However, while these recently developed methods are certainly improvements, they do 
have issues. For example, the algorithm these methods are based on is biased toward categorical 
variables with many levels and continuous variables with wide ranges (Hothorn, Homik, & 
Zeileis, 2006). Because of this, variable importance measures are biased towards these variables 
(Strobl, Boulesteix, Zeileis, & Hothom, 2007), leading to erroneous discoveries. Additionally, 
these methods have no method of calculating variable importance when missing data are present 
(Hapfehneier, Hothorn, Ulm, & Strobl, 2014), which commonly occurs in educational research. 
This study looks to examine the performance of Random Forests and potential corrections to 
these problems that were recently proposed (Hapfehneier et al, 2014), focusing specifically on 
multilevel contexts. 

Statistical, Measurement, or Econometric Model: 

A Random Forest is a popular, non-parametric data mining method that creates 
ensembles of simple decision trees (see Breiman, 2001 and Strobl, Malley, & Tutz, 2009, for a 
review). A decision tree is a method that recursively partitions the predictor space to create 
homogenous sub-groups based on a given outcome, which can be either categorical (resulting in 
a classification tree) or continuous (resulting in a regression tree). Splitting rules depend entirely 
on the specific algorithm chosen. The following steps outlines the general algorithm: 

1) Search all variables for potential splits 

2) Identify the best split by some criterion 

3) Split the sample on this threshold, resulting in two child nodes 

4) Repeat step 1-3 on the resulting sub-groups (nodes) until reaching a stopping criterion 

To help illustrate a simple decision tree in practice, I will be using an educational dataset 
(N = 160) with math achievement as the outcome that is publicly available using the nlme 
package in R. To keep this example simple and avoid the multilevel structure of the data, the 
data was aggregated to the school level. This resulted in eight variables: percentage of students 
who are in a minority group (isMinority), percentage of students who are male (isMale), school 
size (Size), whether the school was a Catholic school (isCatholic), percentage of students on an 
“academic track” (PRACAD), a measure of discrimination climate (DISCLIM), and the average 
socio-economic status of the school (MEANSES). Note that while it is important to run the same 
tree on a separate test set or employ some kind of cross-validation technique to avoid overfitting, 
a discussion of these methodological issues is beyond the scope of this introduction. 

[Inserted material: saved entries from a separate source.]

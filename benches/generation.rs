use std::hint::black_box;

use criterion::{BenchmarkId, Criterion, Throughput, criterion_group, criterion_main};

use olap_sample_data::analysis::{LazyBackend, Query, QueryBackend};
use olap_sample_data::config::GeneratorConfig;
use olap_sample_data::generate::{StarSchemaGenerator, generate_sales_fact, table_rng};
use olap_sample_data::types::StarTable;

fn config(records: usize) -> GeneratorConfig {
    GeneratorConfig {
        sales_records: records,
        ..Default::default()
    }
}

fn bench_fact_generation(c: &mut Criterion) {
    let schema = StarSchemaGenerator::new(config(0)).generate().unwrap();
    let mut group = c.benchmark_group("fact_generation");
    for records in [10_000usize, 100_000] {
        group.throughput(Throughput::Elements(records as u64));
        group.bench_with_input(BenchmarkId::from_parameter(records), &records, |b, &n| {
            b.iter(|| {
                let mut rng = table_rng(42, StarTable::Sales);
                black_box(generate_sales_fact(&mut rng, schema.dimensions(), n).unwrap())
            })
        });
    }
    group.finish();
}

fn bench_yearly_query(c: &mut Criterion) {
    let frames = StarSchemaGenerator::new(config(100_000))
        .generate()
        .unwrap()
        .to_frames()
        .unwrap();

    let mut group = c.benchmark_group("sales_by_year");
    group.bench_function("lazy", |b| {
        let backend = LazyBackend::new(&frames);
        b.iter(|| black_box(backend.run(&Query::SalesByYear).unwrap()))
    });
    #[cfg(feature = "sql")]
    group.bench_function("sql", |b| {
        let backend = olap_sample_data::analysis::SqlBackend::new(&frames);
        b.iter(|| black_box(backend.run(&Query::SalesByYear).unwrap()))
    });
    group.finish();
}

criterion_group!(benches, bench_fact_generation, bench_yearly_query);
criterion_main!(benches);
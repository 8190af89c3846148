//! Run the OLAP report over tables written by `olap_generate`.
//!
//! ## Usage
//!
//! ```bash
//! # Polars lazy backend over olap_data/*.parquet
//! olap_analyze
//!
//! # SQL backend over the CSV copy
//! olap_analyze --backend sql --format csv --data-dir csv_data
//! ```

use std::path::PathBuf;
use std::process::ExitCode;
use std::sync::Arc;

use clap::{Parser, ValueEnum};

use olap_sample_data::analysis::{LazyBackend, QueryBackend, build_report};
use olap_sample_data::config::{AnalyzerConfig, BackendKind, DEFAULT_PARQUET_DIR};
use olap_sample_data::logging::init_tracing;
use olap_sample_data::storage::{
    StorageOptions, StorageSeverity, TableFormat, TracingObserver, load_star_frames,
};
use olap_sample_data::OlapResult;

const MISSING_DATA_MESSAGE: &str =
    "Error: OLAP data files not found. Please run olap_generate first.";

#[derive(ValueEnum, Clone, Copy, Debug)]
enum BackendArg {
    /// Polars lazy plans
    Lazy,
    /// Polars SQL
    Sql,
}

#[derive(ValueEnum, Clone, Copy, Debug)]
enum FormatArg {
    Parquet,
    Csv,
}

#[derive(Parser, Debug)]
#[command(name = "olap_analyze")]
#[command(version, about = "Run the OLAP sales report over generated star-schema files")]
struct Cli {
    /// Query backend
    #[arg(long, value_enum, default_value_t = BackendArg::Lazy)]
    backend: BackendArg,

    /// File format of the tables
    #[arg(long, value_enum, default_value_t = FormatArg::Parquet)]
    format: FormatArg,

    /// Directory holding the five table files
    #[arg(long, default_value = DEFAULT_PARQUET_DIR)]
    data_dir: PathBuf,

    /// Row limit of the top-N rankings
    #[arg(long, default_value_t = 10)]
    top: u32,
}

impl Cli {
    fn config(&self) -> AnalyzerConfig {
        AnalyzerConfig {
            data_dir: self.data_dir.clone(),
            format: match self.format {
                FormatArg::Parquet => TableFormat::Parquet,
                FormatArg::Csv => TableFormat::Csv,
            },
            backend: match self.backend {
                BackendArg::Lazy => BackendKind::Lazy,
                BackendArg::Sql => BackendKind::Sql,
            },
            top_n: self.top,
        }
    }
}

fn main() -> ExitCode {
    let cli = Cli::parse();
    if let Err(err) = init_tracing() {
        eprintln!("warning: {err}");
    }

    match run(&cli.config()) {
        Ok(()) => ExitCode::SUCCESS,
        Err(err) if err.is_missing_data() => {
            println!("{MISSING_DATA_MESSAGE}");
            ExitCode::FAILURE
        }
        Err(err) => {
            println!("Error: {err}");
            ExitCode::FAILURE
        }
    }
}

fn run(config: &AnalyzerConfig) -> OlapResult<()> {
    println!(
        "Loading OLAP data from {} files in {}...",
        config.format,
        config.data_dir.display()
    );
    let options = StorageOptions {
        observer: Some(Arc::new(TracingObserver)),
        alert_at_or_above: StorageSeverity::Critical,
    };
    let frames = load_star_frames(&config.data_dir, config.format, &options)?;

    let report = match config.backend {
        BackendKind::Lazy => build_report(&LazyBackend::new(&frames), config.top_n)?,
        BackendKind::Sql => build_report(&*sql_backend(&frames)?, config.top_n)?,
    };
    print!("\n{report}");
    Ok(())
}

#[cfg(feature = "sql")]
fn sql_backend(
    frames: &olap_sample_data::types::StarFrames,
) -> OlapResult<Box<dyn QueryBackend + '_>> {
    Ok(Box::new(olap_sample_data::analysis::SqlBackend::new(frames)))
}

#[cfg(not(feature = "sql"))]
fn sql_backend(
    _frames: &olap_sample_data::types::StarFrames,
) -> OlapResult<Box<dyn QueryBackend + '_>> {
    Err(olap_sample_data::OlapError::InvalidConfig(
        "sql backend not enabled (enable cargo feature 'sql')".to_string(),
    ))
}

See Figure 1 for the decision tree. The first split occurs on mean socio-economic status, 
with schools with values lower than -0.284 filter to the left child node, while schools with values 
higher than -0.284 filter to the right child node. This binary decision process then continues 
through each inner node, until the final split is reached, resulting in a terminal node. As evident 
in the graph, school socio-economic status, as well as percentage of students on an “academic 
track,” seem to be related the most with overall school math achievement.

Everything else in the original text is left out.